The minimum wage in Cook County outside of Chicago will remain at $13 per hour because the unemployment rate in 2020 was greater than 8.5%, officials said. The tipped minimum wage in Cook County rose to $6.60  on Jan. 1.

“The Cook County Minimum Wage Ordinance balances the needs of appropriate working wages with the needs of our local businesses for a fair compromise,” said Nick Mathiowdis, a spokesperson for Cook County Board President Toni Preckwinkle.

The federal minimum wage is $7.25 per hour, and efforts to hike it failed to pass the U.S. Senate earlier this year.

Chicago’s minimum wage will now rise automatically every July 1 to keep pace with the annual increase in the cost of living.

The city’s Progressive Caucus pushed Lightfoot to eliminate the tipped minimum wage as part of the city’s 2020 spending plan, but Lightfoot opposed the change, saying it could hurt small businesses.

However, city officials agreed to study the “economic impact of tipped wages and the effectiveness of current enforcement” in 2020. Delayed by the pandemic, that yearlong study will now start Thursday.

Under a deal signed by former Mayor Rahm Emanuel, the city’s hourly minimum wage rose from $8.25 to $13 in 2018. 

During the 2019 campaign for mayor, Lightfoot vowed to increase the city’s hourly minimum wage and has pointed to its rise as one of her proudest accomplishments.

The nationwide Fight For $15 movement, which was backed by the Chicago Federation of Labor, pushed the challenges facing Chicago’s lowest-paid workers — who are primarily Black and Latino — to the top of the agenda for city officials.

Led by former Ald. Ameya Pawar (47th Ward), the city began requiring employers to give their workers paid time off when they are ill in 2017, and the City Council approved a measure expanding that right earlier this month.

Chicago’s newly expanded worker protection laws will require employers to pay the city's approximately 8,000 domestic workers the city’s minimum wage starting Aug. 1, and requires that they get a written contract “to ensure the accountability, transparency and predictability that they need to plan for themselves and their families” by Jan. 1, 2022.
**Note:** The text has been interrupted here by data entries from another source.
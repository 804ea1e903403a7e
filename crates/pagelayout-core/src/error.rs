//! Error types for pagelayout-core
//!
//! Provides a unified error type for all operations in the core crate.
//! Each variant captures enough context for diagnostics without exposing
//! internal implementation details.

use thiserror::Error;

/// pagelayout error type
#[derive(Error, Debug)]
pub enum Error {
    /// Invalid image dimensions
    #[error("invalid image dimensions: {width}x{height}")]
    InvalidDimension { width: u32, height: u32 },

    /// Unsupported channel count (only 1 and 3 are accepted)
    #[error("invalid channel count: {0} (expected 1 or 3)")]
    InvalidChannels(u32),

    /// Sample buffer does not match the declared geometry
    #[error("data length mismatch: expected {expected} samples, got {actual}")]
    DataLengthMismatch { expected: usize, actual: usize },

    /// Index out of bounds
    #[error("index out of bounds: {index} >= {len}")]
    IndexOutOfBounds { index: usize, len: usize },

    /// Image dimension mismatch
    #[error("dimension mismatch: expected {}x{}, got {}x{}", .expected.0, .expected.1, .actual.0, .actual.1)]
    DimensionMismatch {
        expected: (u32, u32),
        actual: (u32, u32),
    },

    /// Invalid parameter value
    #[error("invalid parameter: {0}")]
    InvalidParameter(String),
}

/// Result type alias for pagelayout operations
pub type Result<T> = std::result::Result<T, Error>;
//! Connected component analysis
//!
//! Finds and labels connected components of foreground pixels in binary
//! masks. Components are discovered by breadth-first search from each
//! unlabeled foreground pixel in raster order, so labels (and the order of
//! the returned components) follow the raster position of each
//! component's first pixel.

use crate::error::RegionResult;
use pagelayout_core::{BinaryMask, Box};
use std::collections::VecDeque;

/// Connectivity type for component analysis
#[derive(Debug, Clone, Copy, PartialEq, Eq, Default)]
pub enum ConnectivityType {
    /// 4-way connectivity (up, down, left, right)
    #[default]
    FourWay,
    /// 8-way connectivity (includes diagonals)
    EightWay,
}

impl ConnectivityType {
    /// Neighbour offsets `(dx, dy)` for this connectivity.
    pub fn offsets(self) -> &'static [(i32, i32)] {
        const FOUR: [(i32, i32); 4] = [(0, -1), (-1, 0), (1, 0), (0, 1)];
        const EIGHT: [(i32, i32); 8] = [
            (-1, -1),
            (0, -1),
            (1, -1),
            (-1, 0),
            (1, 0),
            (-1, 1),
            (0, 1),
            (1, 1),
        ];
        match self {
            ConnectivityType::FourWay => &FOUR,
            ConnectivityType::EightWay => &EIGHT,
        }
    }
}

/// A connected component in a mask
#[derive(Debug, Clone, PartialEq, Eq)]
pub struct ConnectedComponent {
    /// Label of this component (1-based, in discovery order)
    pub label: u32,
    /// Number of pixels in this component
    pub pixel_count: u32,
    /// Bounding box of this component
    pub bounds: Box,
}

impl ConnectedComponent {
    /// Create a new connected component
    pub fn new(label: u32, pixel_count: u32, bounds: Box) -> Self {
        Self {
            label,
            pixel_count,
            bounds,
        }
    }
}

/// Per-pixel component labels
///
/// Label 0 is background; components are numbered from 1.
#[derive(Debug, Clone, PartialEq, Eq)]
pub struct LabelMap {
    width: u32,
    height: u32,
    labels: Vec<u32>,
    components: Vec<ConnectedComponent>,
}

impl LabelMap {
    /// Width of the labeled mask
    pub fn width(&self) -> u32 {
        self.width
    }

    /// Height of the labeled mask
    pub fn height(&self) -> u32 {
        self.height
    }

    /// Label at (x, y), or `None` outside the mask.
    pub fn label_at(&self, x: u32, y: u32) -> Option<u32> {
        if x < self.width && y < self.height {
            Some(self.labels[y as usize * self.width as usize + x as usize])
        } else {
            None
        }
    }

    /// Raw row-major labels
    pub fn labels(&self) -> &[u32] {
        &self.labels
    }

    /// Components in label order
    pub fn components(&self) -> &[ConnectedComponent] {
        &self.components
    }

    /// Number of components
    pub fn component_count(&self) -> usize {
        self.components.len()
    }

    /// Consume the map, keeping only the component list.
    pub fn into_components(self) -> Vec<ConnectedComponent> {
        self.components
    }
}

/// Label all connected components in a mask
pub fn label_connected_components(
    mask: &BinaryMask,
    connectivity: ConnectivityType,
) -> RegionResult<LabelMap> {
    let w = mask.width() as i32;
    let h = mask.height() as i32;
    let mut labels = vec![0u32; mask.data().len()];
    let mut components = Vec::new();
    let mut queue = VecDeque::new();

    for y in 0..h {
        for x in 0..w {
            let idx = (y * w + x) as usize;
            if labels[idx] != 0 || !mask.is_foreground(x as u32, y as u32) {
                continue;
            }

            let label = components.len() as u32 + 1;
            labels[idx] = label;
            queue.push_back((x, y));

            let (mut min_x, mut min_y, mut max_x, mut max_y) = (x, y, x, y);
            let mut pixel_count = 0u32;

            while let Some((cx, cy)) = queue.pop_front() {
                pixel_count += 1;
                min_x = min_x.min(cx);
                min_y = min_y.min(cy);
                max_x = max_x.max(cx);
                max_y = max_y.max(cy);

                for &(dx, dy) in connectivity.offsets() {
                    let nx = cx + dx;
                    let ny = cy + dy;
                    if nx < 0 || ny < 0 || nx >= w || ny >= h {
                        continue;
                    }
                    let nidx = (ny * w + nx) as usize;
                    if labels[nidx] == 0 && mask.is_foreground(nx as u32, ny as u32) {
                        labels[nidx] = label;
                        queue.push_back((nx, ny));
                    }
                }
            }

            components.push(ConnectedComponent::new(
                label,
                pixel_count,
                Box::from_extent(min_x, min_y, max_x, max_y),
            ));
        }
    }

    Ok(LabelMap {
        width: mask.width(),
        height: mask.height(),
        labels,
        components,
    })
}

/// Find all connected components in a mask
///
/// Returns the components in discovery (raster) order, each with a label,
/// pixel count, and bounding box.
pub fn find_connected_components(
    mask: &BinaryMask,
    connectivity: ConnectivityType,
) -> RegionResult<Vec<ConnectedComponent>> {
    Ok(label_connected_components(mask, connectivity)?.into_components())
}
In addition, the new law is designed to prevent large corporations with more than one location from undercounting their employees to avoid paying the city’s minimum wage.

As part of the last budget from former Mayor Rahm Emanuel in 2019, he proposed creating the city’s Office of Labor Standards to enforce the city’s sick leave and minimum wage laws as well as the city’s so-called “fair work week” ordinance, which requires employers to give their workers two weeks’ notice of their schedules in an effort to reduce the stress caused by unpredictable shift work.

When the COVID-19 pandemic hit, the City Council charged the Office of Labor Standards with enforcing laws designed to protect employees from retaliation for quarantining or taking time off to get vaccinated.

The Office of Labor Standards received 728 complaints, opened 214 investigations, cited 50 employers, and levied $170,500 in fines in 2020 for non-compliance with the city’s worker protection laws, officials said.

Forty-eight employers cited by city officials violated the minimum wage law, triggering $146,500 in fines, officials said.